In this brief article, we’ll explain what Docker Swarm is, why we use it in our non-orchestrated container environments and what considerations you should keep in mind in case you start using it
The features we will describe correspond with Docker version 17.03.0-ce (Docker Community Edition).
What is a service?
A Service is the definition of a task that must be executed on a cluster node, in turn, a task is the smallest unit of deployment (planning) in a cluster. This definition is given in a declarative service model, which defines what is the desired final state and not what to do, how to do it or when to do it, which are rather part of the structured programming paradigm.
What is Docker Swarm?
Docker Swarm (from now on referred to as Swarm) is Docker’s native cluster and container orchestrator. It pools together several Docker hosts and exposes them as a single virtual Docker host.
The same Docker API is used to interact with Swarm, with no need to install anything else. When we initialize a new swarm (cluster) or join nodes to a swarm, the Docker Engine runs in swarm mode.
Unlike Docker Compose, where each container launched is tied to a single instance, with Swarm those same services are deployed in an equitable way between the various hosts available. This distribution between multiple hosts drastically changes the deployment paradigm to one of distributed systems of containers, and this generates a series of technical questions to solve.
Swarm consists of a set of Docker Engines managed by a Leader Manager who makes the management (resources) and the planning (containers) decisions. There are two types of nodes: the Workers and the Managers. Workers (Agents) do the job and Managers plan and manage the swarm.
In order to maintain a consistent global state of Swarm in the event of failure, the Raft Consensus Algorithm is implemented among the Managers, so that if the Leader Manager dies, another secondary Manager can be chosen and restore the consistent state. For this reason and to guarantee high availability, it is necessary to have several Managers.
If for some reason there are not enough Managers to get quorum [(N / 2) +1 members to agree], the cluster suspends any new planning task, keeping current jobs running.
Besides that, all swarm nodes are integrated into a network called ingress routing mesh, whose main objective is to accept incoming connections from the outside world on ports published on behalf of services and to balance that load between the containers instantiated with the related service.
- Planning, efficiently taking advantage of resources and load balancing between all of them.
- It provides mechanisms to check the state of our application and, if necessary, migrates failed components, as well as to migrate all the containers from a failed host to a healthy one or some of them.

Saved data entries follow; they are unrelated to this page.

//! core::coloring
//!
//! Greedy vertex coloring under breadth-first visitation.
//!
//! # Algorithm
//!
//! Starting from vertex 0 with one color allocated, vertices are popped from
//! a FIFO queue. Each newly visited vertex takes the smallest allocated
//! color that none of its already-colored neighbours hold, or a freshly
//! allocated color when every existing one is blocked. All unvisited
//! neighbours are then pushed, duplicates included; a vertex that is popped
//! a second time is skipped.
//!
//! Colors are never revisited once assigned, so the result can use more
//! colors than the chromatic number. The assignment is fully determined by
//! the graph's neighbour ordering.
//!
//! # Example
//!
//! ```
//! use gridcolor::core::coloring::greedy_bfs;
//! use gridcolor::core::graph::CsrGraph;
//! use gridcolor::core::types::{Color, Dimensions};
//!
//! let graph = CsrGraph::lattice(Dimensions::new(2, 2).unwrap());
//! let coloring = greedy_bfs(&graph);
//!
//! assert_eq!(coloring.color_count(), 2);
//! assert_eq!(coloring.get(3), Some(Color(0)));
//! assert!(coloring.verify(&graph).is_ok());
//! ```

use std::collections::VecDeque;

use serde::{Deserialize, Serialize};
use thiserror::Error;

use super::graph::CsrGraph;
use super::types::{Color, VertexId};

/// Errors from coloring verification.
#[derive(Debug, Error, PartialEq, Eq)]
pub enum ColoringError {
    #[error("coloring has {colors} entries but graph has {vertices} vertices")]
    LengthMismatch { colors: usize, vertices: usize },

    #[error("vertex {0} has no color")]
    Uncolored(VertexId),

    #[error("adjacent vertices {a} and {b} share color {color}")]
    Conflict { a: VertexId, b: VertexId, color: Color },

    #[error("vertex {vertex} has color {color} outside the {count} allocated colors")]
    UnallocatedColor {
        vertex: VertexId,
        color: Color,
        count: u32,
    },
}

/// Result of coloring a graph.
#[derive(Debug, Clone, PartialEq, Eq)]
pub struct Coloring {
    colors: Vec<Option<Color>>,
    color_count: u32,
}

impl Coloring {
    /// Number of allocated colors; ids are `0..color_count`.
    pub fn color_count(&self) -> u32 {
        self.color_count
    }

    /// Number of vertices covered.
    pub fn len(&self) -> usize {
        self.colors.len()
    }

    /// Check if the coloring covers no vertices.
    pub fn is_empty(&self) -> bool {
        self.colors.is_empty()
    }

    /// Color of `v`, or `None` if it was never reached.
    pub fn get(&self, v: VertexId) -> Option<Color> {
        self.colors.get(v as usize).copied().flatten()
    }

    /// Per-vertex colors, `None` where unassigned.
    pub fn colors(&self) -> &[Option<Color>] {
        &self.colors
    }

    /// Check that every vertex received a color.
    pub fn is_complete(&self) -> bool {
        self.colors.iter().all(Option::is_some)
    }

    /// Count how many vertices use each color.
    pub fn usage(&self) -> ColorUsage {
        let mut counts = vec![0usize; self.color_count as usize];
        for color in self.colors.iter().flatten() {
            counts[color.index()] += 1;
        }
        ColorUsage {
            color_count: self.color_count,
            counts,
        }
    }

    /// Check the coloring against `graph`.
    ///
    /// # Errors
    ///
    /// Returns the first violation found: a length mismatch, an uncolored
    /// vertex, a color id outside the allocated range, or an edge whose
    /// endpoints share a color.
    pub fn verify(&self, graph: &CsrGraph) -> Result<(), ColoringError> {
        if self.colors.len() != graph.num_vertices() {
            return Err(ColoringError::LengthMismatch {
                colors: self.colors.len(),
                vertices: graph.num_vertices(),
            });
        }

        for (v, color) in self.colors.iter().enumerate() {
            let vertex = v as VertexId;
            let color = color.ok_or(ColoringError::Uncolored(vertex))?;
            if color.0 >= self.color_count {
                return Err(ColoringError::UnallocatedColor {
                    vertex,
                    color,
                    count: self.color_count,
                });
            }
        }

        for (a, b) in graph.edges() {
            let color = self.colors[a as usize];
            if color == self.colors[b as usize] {
                if let Some(color) = color {
                    return Err(ColoringError::Conflict { a, b, color });
                }
            }
        }

        Ok(())
    }
}

/// Per-color vertex counts.
#[derive(Debug, Clone, PartialEq, Eq, Serialize, Deserialize)]
pub struct ColorUsage {
    /// Number of allocated colors.
    pub color_count: u32,
    /// `counts[c]` is the number of vertices holding color `c`.
    pub counts: Vec<usize>,
}

/// Check whether `color` is free for `v`.
///
/// Only neighbours that already hold a color can block it. Stops at the
/// first neighbour holding `color`.
///
/// # Panics
///
/// Panics if `v` is not a vertex of `graph` or `colors` is shorter than
/// the graph's vertex count.
pub fn is_feasible(graph: &CsrGraph, colors: &[Option<Color>], v: VertexId, color: Color) -> bool {
    graph
        .neighbours(v)
        .iter()
        .all(|&k| colors[k as usize] != Some(color))
}

/// Color `graph` greedily in breadth-first order from vertex 0.
///
/// Vertices not reachable from vertex 0 stay uncolored. An empty graph
/// yields an empty coloring with no allocated colors.
pub fn greedy_bfs(graph: &CsrGraph) -> Coloring {
    let n = graph.num_vertices();
    if n == 0 {
        return Coloring {
            colors: Vec::new(),
            color_count: 0,
        };
    }

    let mut colors: Vec<Option<Color>> = vec![None; n];
    let mut visited = vec![false; n];
    let mut queue: VecDeque<VertexId> = VecDeque::from([0]);
    let mut color_count: u32 = 1;

    while let Some(v) = queue.pop_front() {
        if visited[v as usize] {
            continue;
        }
        visited[v as usize] = true;

        let color = (0..color_count)
            .map(Color)
            .find(|&c| is_feasible(graph, &colors, v, c))
            .unwrap_or_else(|| {
                color_count += 1;
                Color(color_count - 1)
            });
        colors[v as usize] = Some(color);

        queue.extend(
            graph
                .neighbours(v)
                .iter()
                .filter(|&&k| !visited[k as usize]),
        );
    }

    tracing::trace!(vertices = n, colors = color_count, "greedy coloring finished");

    Coloring {
        colors,
        color_count,
    }
}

- Scale up or down the number of tasks in execution of a certain service depending on our definition.
- Service Discovery, Load balancing, Multi-host networking and internal DNS.
- Rolling updates
- Desired state reconciliation. This is done to preserve the state we define in the manifest file associated with our solution.
Why migrate our host-affinity environments to distributed environments?
If we take into account that there is a wide variety of use cases in which multitude of related containers are deployed, such as in a continuous integration environment, it is not practical to use a single host for deployment, nor that the deployments are done manually. Solutions deployed on a single host have a single point of failure with a high probability of occurrence, which is when for any reason the host state becomes unhealthy.
In that case, unless we have a mechanism to provision contingency environments, our solution will no longer offer the service for which it was created.
To mitigate this vulnerability, it is necessary to have a multi-node environment, in which we can distribute our services and replicas.
We also want our applications to be Cloud Ready, to make deployment more flexible and this implies that it meets some quality attributes that should be fulfilled in architectural paradigms of distributed Cloud solutions, such as Availability, Reliability, Security, Scalability, and Elasticity.
What should we consider when migrating our host-affinity environments to distributed environments?
Depending on the characteristics of our solutions and the environment in which they are deployed, we must take into account some of the following subjects:
- The handling of stateful containers with high availability or an automatic migration feature, since in these environments to couple a volume to a certain container can cause an interruption in the node and the consequent loss of data.
- Interaction with external load balancers or reverse proxies. With Swarm, our services change host/container without us knowing (so it should be), and our applications listen to non-standard ports and in some cases, to random ports. Therefore, a dynamic mechanism is necessary for the name resolution.
- A good centralized log management is indispensable.
- Automation of the process of cleaning dangling elements, especially for environments with a lot of dynamics, such as the QA or CI environment.
- Internal and external security.
- DevOps: It is mandatory to have active monitoring of solutions that provide productive services (directly or indirectly). It is important that each service can expose its internal state, regardless of the state of the container in which it lives. In this case, the monitoring is automated with no need for an Operator. Intraway has a monitoring solution called Sentinel. Sentinel can take metrics out of each container and every deployed application. It is configurable and ensures an efficient and automated control.
Companies that are working with docker understand the enormous advantages that distributed systems of containers provide and want to bring all those competitive advantages into production/QA/CI.
Unfortunately, all that glitters is not gold, and it is necessary that in addition to solving technical problems, we have the right human resources, and especially to have multidisciplinary teams that are related to technology on a daily basis.
Swarm is one of docker’s subprojects with the most potential growth and although there are technical issues for which there is still no general agreement, it is already feasible to advance in the incorporation of this technology, at least for environments with less exposure to faults.